Tra2ß protein is required for tissue-specific splicing of a smooth muscle myosin phosphatase targeting subunit alternative exon.

ABSTRACT

Alternative splicing of the smooth muscle myosin phosphatase targeting subunit (Mypt1) exon 23 (E23) is tissue-specific and developmentally regulated and, thus, an attractive model for the study of smooth muscle phenotypic specification. We have proposed that Tra2ß functions as a tissue-specific activator of Mypt1 E23 splicing on the basis of concordant expression patterns and Tra2ß activation of Mypt1 E23 mini-gene splicing in vitro. In this study we examined the relationship between Tra2ß and Mypt1 E23 splicing in vivo in the mouse. Tra2ß was 2- to 5-fold more abundant in phasic smooth muscle tissues, such as the portal vein, small intestine, and small mesenteric artery, in which Mypt1 E23 is predominately included as compared with the tonic smooth muscle tissues, such as the aorta and inferior vena cava, in which Mypt1 E23 is predominately skipped. Tra2ß was up-regulated in the small intestine postnatally, concordant with a switch to Mypt1 E23 splicing.

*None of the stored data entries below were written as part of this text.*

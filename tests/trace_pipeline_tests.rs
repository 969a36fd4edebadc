#[cfg(test)]
mod trace_pipeline_tests {
    use std::fs;
    use std::path::Path;

    use tempfile::TempDir;

    use flowstat::analysis::{self, BatchOptions, Metric, Scheme};
    use flowstat::config::{AnalysisConfig, LinkModel};
    use flowstat::model::HOP_COUNT_UNKNOWN;
    use flowstat::trace::{self, TraceReader, DEFAULT_TRACE_TAG};
    use flowstat::TraceError;

    /// One FlowMonitor run as written by ns-3: a data flow, its ACK flow, a
    /// flow that never delivered anything, and two probes.
    fn flow_monitor(data_bytes: u64) -> String {
        format!(
            r#"<FlowMonitor>
  <FlowStats>
    <Flow flowId="1" timeFirstTxPacket="+1000000000.0ns" timeFirstRxPacket="+1000010000.0ns" timeLastTxPacket="+1001000000.0ns" timeLastRxPacket="+1001010000.0ns" delaySum="+1000000.0ns" jitterSum="+0.0ns" lastDelay="+10000.0ns" txBytes="{data_bytes}" rxBytes="{data_bytes}" txPackets="100" rxPackets="100" lostPackets="0" timesForwarded="200">
      <delayHistogram nBins="1">
        <bin index="0" start="0" width="0.001" count="100" />
      </delayHistogram>
      <flowInterruptionsHistogram nBins="0">
      </flowInterruptionsHistogram>
    </Flow>
    <Flow flowId="2" timeFirstTxPacket="+1000010000.0ns" timeFirstRxPacket="+1000020000.0ns" timeLastTxPacket="+1001010000.0ns" timeLastRxPacket="+1001020000.0ns" delaySum="+500000.0ns" jitterSum="+0.0ns" lastDelay="+10000.0ns" txBytes="2600" rxBytes="2600" txPackets="50" rxPackets="50" lostPackets="0" timesForwarded="100">
    </Flow>
    <Flow flowId="3" timeFirstTxPacket="+1000000000.0ns" timeFirstRxPacket="+0.0ns" timeLastTxPacket="+1000000000.0ns" timeLastRxPacket="+0.0ns" delaySum="+0.0ns" jitterSum="+0.0ns" lastDelay="+0.0ns" txBytes="1500" rxBytes="0" txPackets="1" rxPackets="0" lostPackets="1" timesForwarded="0">
    </Flow>
  </FlowStats>
  <Ipv4FlowClassifier>
    <Flow flowId="2" sourceAddress="10.0.1.2" destinationAddress="10.0.0.2" protocol="6" sourcePort="9" destinationPort="49153" />
    <Flow flowId="1" sourceAddress="10.0.0.2" destinationAddress="10.0.1.2" protocol="6" sourcePort="49153" destinationPort="9" />
    <Flow flowId="3" sourceAddress="10.0.0.3" destinationAddress="10.0.1.2" protocol="6" sourcePort="49154" destinationPort="9" />
  </Ipv4FlowClassifier>
  <FlowProbes>
    <FlowProbe index="1">
      <FlowStats  flowId="1" packets="100" bytes="{data_bytes}" delayFromFirstProbeSum="+500000.0ns" />
    </FlowProbe>
    <FlowProbe index="0">
      <FlowStats  flowId="1" packets="100" bytes="{data_bytes}" delayFromFirstProbeSum="+0.0ns" />
      <FlowStats  flowId="2" packets="50" bytes="2600" delayFromFirstProbeSum="+0.0ns" />
      <FlowStats  flowId="3" packets="0" bytes="0" delayFromFirstProbeSum="+0.0ns" />
    </FlowProbe>
  </FlowProbes>
</FlowMonitor>
"#
        )
    }

    fn write_trace(dir: &Path, name: &str, content: &str) {
        fs::write(dir.join(name), content).unwrap();
    }

    #[test]
    fn test_decode_ns3_trace() {
        let xml = format!("<?xml version=\"1.0\" ?>\n{}", flow_monitor(150000));
        let sims: Vec<_> = TraceReader::new(xml.as_bytes(), DEFAULT_TRACE_TAG)
            .simulations(LinkModel::default())
            .collect::<Result<_, _>>()
            .unwrap();
        assert_eq!(sims.len(), 1);
        let sim = &sims[0];
        assert_eq!(sim.len(), 3);

        let data = sim.flow(1).unwrap();
        assert_eq!(data.five_tuple().unwrap().source_port, 49153);
        assert_eq!(data.hop_count, 3.0);
        assert_eq!(data.start, 1.0);
        assert!((data.raw_duration - 0.00101).abs() < 1e-12);
        assert!((data.delay_mean.unwrap() - 1e-5).abs() < 1e-15);
        assert!((data.tx_bitrate.unwrap() - 1.2e9).abs() < 1e-3);
        assert!(data.flow_interruptions_histogram.as_ref().unwrap().bins.is_empty());
        let probe_order: Vec<u32> = data.probe_stats_unsorted().iter().map(|s| s.probe_id).collect();
        assert_eq!(probe_order, vec![1, 0]);
        assert!((data.probe_stats_sorted()[1].delay_from_first_probe - 5e-6).abs() < 1e-15);

        let lost = sim.flow(3).unwrap();
        assert_eq!(lost.delay_mean, None);
        assert_eq!(lost.packet_loss_ratio, None);
        assert_eq!(lost.hop_count, HOP_COUNT_UNKNOWN);
        assert_eq!(lost.tx_bitrate, None);
        assert_eq!(lost.rx_bitrate, None);

        // Probe totals never exceed what each flow received
        for flow in sim.flows() {
            assert!(flow.five_tuple().is_some());
            let max_bytes = flow.probe_stats_unsorted().iter().map(|s| s.bytes).max().unwrap_or(0);
            assert!(max_bytes <= flow.size);
        }
    }

    #[test]
    fn test_batched_runs_in_one_file() {
        let dir = TempDir::new().unwrap();
        let content = format!("{}{}{}", flow_monitor(1000), flow_monitor(2000), flow_monitor(3000));
        write_trace(dir.path(), "incast_dctcp_s4.xml", &content);

        let sims = trace::load_trace_file(&dir.path().join("incast_dctcp_s4.xml"), DEFAULT_TRACE_TAG, &LinkModel::default()).unwrap();
        let sizes: Vec<u64> = sims.iter().map(|s| s.flow(1).unwrap().size).collect();
        assert_eq!(sizes, vec![1000, 2000, 3000]);
    }

    #[test]
    fn test_batch_groups_by_scheme_and_senders() {
        let dir = TempDir::new().unwrap();
        write_trace(dir.path(), "incast_dctcp_s4.xml", &flow_monitor(4000));
        write_trace(dir.path(), "incast_dctcp_s2.xml", &flow_monitor(2000));
        write_trace(dir.path(), "incast_a10_s2.xml", &flow_monitor(1000));
        write_trace(dir.path(), "notes.txt", "not a trace");

        let options = BatchOptions::from(&AnalysisConfig::default());
        let batch = analysis::load_batch(dir.path(), &options).unwrap();
        assert_eq!(batch.files_processed, 3);
        assert!(batch.skipped.is_empty());
        assert_eq!(batch.total_flows(), 9);

        // ACK flow (source port 9) and the undelivered flow are dropped
        assert_eq!(batch.groups.get(&Scheme::Dctcp, 2), Some(&[2000.0][..]));
        assert_eq!(batch.groups.get(&Scheme::Dctcp, 4), Some(&[4000.0][..]));
        let pbs = Scheme::Pbs { alpha: "10".to_string() };
        assert_eq!(batch.groups.get(&pbs, 2), Some(&[1000.0][..]));
    }

    #[test]
    fn test_malformed_file_is_skipped() {
        let dir = TempDir::new().unwrap();
        write_trace(dir.path(), "incast_dctcp_s2.xml", &flow_monitor(2000));
        // Classifier references a flow missing from FlowStats
        let orphan = flow_monitor(1000).replace(
            "</Ipv4FlowClassifier>",
            r#"<Flow flowId="7" sourceAddress="10.0.0.9" destinationAddress="10.0.1.2" protocol="6" sourcePort="1" destinationPort="9" /></Ipv4FlowClassifier>"#,
        );
        write_trace(dir.path(), "incast_dctcp_s8.xml", &orphan);
        write_trace(dir.path(), "incast_dctcp_s16.xml", &flow_monitor(1000).replace("+1000000.0ns", "1000us"));
        write_trace(dir.path(), "badname.xml", &flow_monitor(1000));

        let options = BatchOptions::from(&AnalysisConfig::default());
        let batch = analysis::load_batch(dir.path(), &options).unwrap();
        assert_eq!(batch.files_processed, 1);
        assert_eq!(batch.skipped.len(), 3);

        let reasons: Vec<&str> = batch.skipped.iter().map(|s| s.reason.as_str()).collect();
        assert!(reasons.iter().any(|r| r.contains("flow 7")));
        assert!(reasons.iter().any(|r| r.contains("1000us")));
        assert!(reasons.iter().any(|r| r.contains("badname.xml")));
        assert!(batch.groups.get(&Scheme::Dctcp, 2).is_some());
    }

    #[test]
    fn test_skip_reason_names_failing_flow() {
        let dir = TempDir::new().unwrap();
        let bad = flow_monitor(1000)
            .replace(r#"flowId="1""#, r#"flowId="42""#)
            .replace(r#"txBytes="1000""#, r#"txBytes="x""#);
        write_trace(dir.path(), "incast_dctcp_s4.xml", &bad);

        let options = BatchOptions::from(&AnalysisConfig::default());
        let batch = analysis::load_batch(dir.path(), &options).unwrap();
        assert_eq!(batch.files_processed, 0);
        let reason = &batch.skipped[0].reason;
        assert!(reason.contains("incast_dctcp_s4.xml"));
        assert!(reason.contains("FlowStats record of flow 42"));
        assert!(reason.contains("txBytes"));
        assert_eq!(batch.skipped[0].flow_id, Some(42));

        let err = trace::load_trace_file(&dir.path().join("incast_dctcp_s4.xml"), DEFAULT_TRACE_TAG, &LinkModel::default())
            .unwrap_err();
        assert_eq!(err.flow_id(), Some(42));
    }

    #[test]
    fn test_join_error_is_typed() {
        let orphan = flow_monitor(1000).replace(
            r#"<FlowStats  flowId="2" packets="50""#,
            r#"<FlowStats  flowId="9" packets="50""#,
        );
        let result: Result<Vec<_>, TraceError> = TraceReader::new(orphan.as_bytes(), DEFAULT_TRACE_TAG)
            .simulations(LinkModel::default())
            .collect();
        match result {
            Err(TraceError::JoinIntegrity { section, flow_id }) => {
                assert_eq!(section, "FlowProbes");
                assert_eq!(flow_id, 9);
            }
            other => panic!("expected join error, got {other:?}"),
        }
    }

    #[test]
    fn test_report_files_for_selected_metric() {
        let dir = TempDir::new().unwrap();
        write_trace(dir.path(), "incast_dctcp_s2.xml", &flow_monitor(2000));

        let config = AnalysisConfig {
            metric: Metric::Slowdown,
            exclude_ports: vec![],
            ..AnalysisConfig::default()
        };
        let options = BatchOptions::from(&config);
        let batch = analysis::load_batch(dir.path(), &options).unwrap();
        assert_eq!(batch.groups.get(&Scheme::Dctcp, 2).unwrap().len(), 2);

        let report = analysis::build_report(&batch, &options, dir.path());
        let out = dir.path().join("slowdown_report.json");
        analysis::generate_json_report(&report, &out).unwrap();
        let value: serde_json::Value = serde_json::from_str(&fs::read_to_string(&out).unwrap()).unwrap();
        assert_eq!(value["metadata"]["metric"], "slowdown");
        assert_eq!(value["schemes"][0]["rows"][0]["samples"], 2);
    }
}
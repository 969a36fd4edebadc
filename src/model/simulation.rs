//! Reconstruction of one simulation run from a trace element.
//!
//! The three sections of a `FlowMonitor` element are independently ordered;
//! only flow ids tie them together. The flow-id index built here lives for
//! the duration of the join and is dropped afterwards.

use std::collections::HashMap;

use serde::Serialize;

use super::{FiveTuple, Flow, ProbeFlowStats};
use crate::config::LinkModel;
use crate::error::{Result, TraceError};
use crate::trace::Element;

const FLOW_STATS_PATH: &str = "FlowStats/Flow";
const CLASSIFIER_SECTION: &str = "Ipv4FlowClassifier";
const PROBES_SECTION: &str = "FlowProbes";
const PROBES_PATH: &str = "FlowProbes/FlowProbe";

/// All flows of one simulation run, in flow-record document order
#[derive(Debug, Clone, Default, PartialEq, Serialize)]
pub struct Simulation {
    flows: Vec<Flow>,
}

impl Simulation {
    /// Build a simulation from a `FlowMonitor` element.
    ///
    /// Fails on the first malformed record, and with
    /// [`TraceError::JoinIntegrity`] when a classifier or probe record names
    /// an unknown flow, or a flow has no classifier record.
    pub fn from_element(el: &Element, link_model: &LinkModel) -> Result<Self> {
        let mut flows: Vec<Flow> = Vec::new();
        let mut index: HashMap<u32, usize> = HashMap::new();

        for flow_el in el.find_path(FLOW_STATS_PATH) {
            let flow = Flow::from_element_with(flow_el, link_model)?;
            if index.insert(flow.flow_id, flows.len()).is_some() {
                return Err(TraceError::malformed(
                    "Flow",
                    "flowId",
                    format!("duplicates flow {}", flow.flow_id),
                ));
            }
            flows.push(flow);
        }

        let mut classifiers = el.find_all(CLASSIFIER_SECTION);
        let classifier = match (classifiers.next(), classifiers.next()) {
            (Some(classifier), None) => classifier,
            (None, _) => {
                return Err(TraceError::malformed(el.name.as_str(), CLASSIFIER_SECTION, "section is missing"));
            }
            (Some(_), Some(_)) => {
                return Err(TraceError::malformed(el.name.as_str(), CLASSIFIER_SECTION, "section appears more than once"));
            }
        };

        for record in classifier.find_all("Flow") {
            let flow_id: u32 = record.parse_attr("flowId")?;
            let slot = *index
                .get(&flow_id)
                .ok_or_else(|| TraceError::join(CLASSIFIER_SECTION, flow_id))?;
            let five_tuple = FiveTuple::from_element(record)
                .map_err(|e| e.in_flow(CLASSIFIER_SECTION, flow_id))?;
            flows[slot].attach_five_tuple(five_tuple);
        }

        for probe in el.find_path(PROBES_PATH) {
            let probe_id: u32 = probe.parse_attr("index")?;
            for record in probe.find_all("FlowStats") {
                let (flow_id, stats) = ProbeFlowStats::from_element(probe_id, record)?;
                let slot = *index
                    .get(&flow_id)
                    .ok_or_else(|| TraceError::join(PROBES_SECTION, flow_id))?;
                flows[slot].push_probe_stats(stats);
            }
        }

        if let Some(orphan) = flows.iter().find(|f| f.five_tuple().is_none()) {
            return Err(TraceError::join(CLASSIFIER_SECTION, orphan.flow_id));
        }

        log::debug!("Joined {} flows from <{}>", flows.len(), el.name);
        Ok(Self { flows })
    }

    pub fn flows(&self) -> &[Flow] {
        &self.flows
    }

    pub fn len(&self) -> usize {
        self.flows.len()
    }

    pub fn is_empty(&self) -> bool {
        self.flows.is_empty()
    }

    /// Look up a flow by id
    pub fn flow(&self, flow_id: u32) -> Option<&Flow> {
        self.flows.iter().find(|f| f.flow_id == flow_id)
    }
}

Targeting of Tra2ß in smooth muscle cells using SM22α-Cre caused a substantial reduction in Mypt1 E23 inclusion specifically in the intestinal smooth muscle of heterozygotes, indicating sensitivity to Tra2ß gene dosage. The switch to the Mypt1 E23 skipped isoform coding for the C-terminal leucine zipper motif caused increased sensitivity of the muscle to the relaxant effects of 8-Br-cyclic guanosine monophosphate (cGMP). We conclude that Tra2ß is necessary for the tissue-specific splicing of Mypt1 E23 in the phasic intestinal smooth muscle. Tra2ß, by regulating the splicing of Mypt1 E23, sets the sensitivity of smooth muscle to cGMP-mediated relaxation.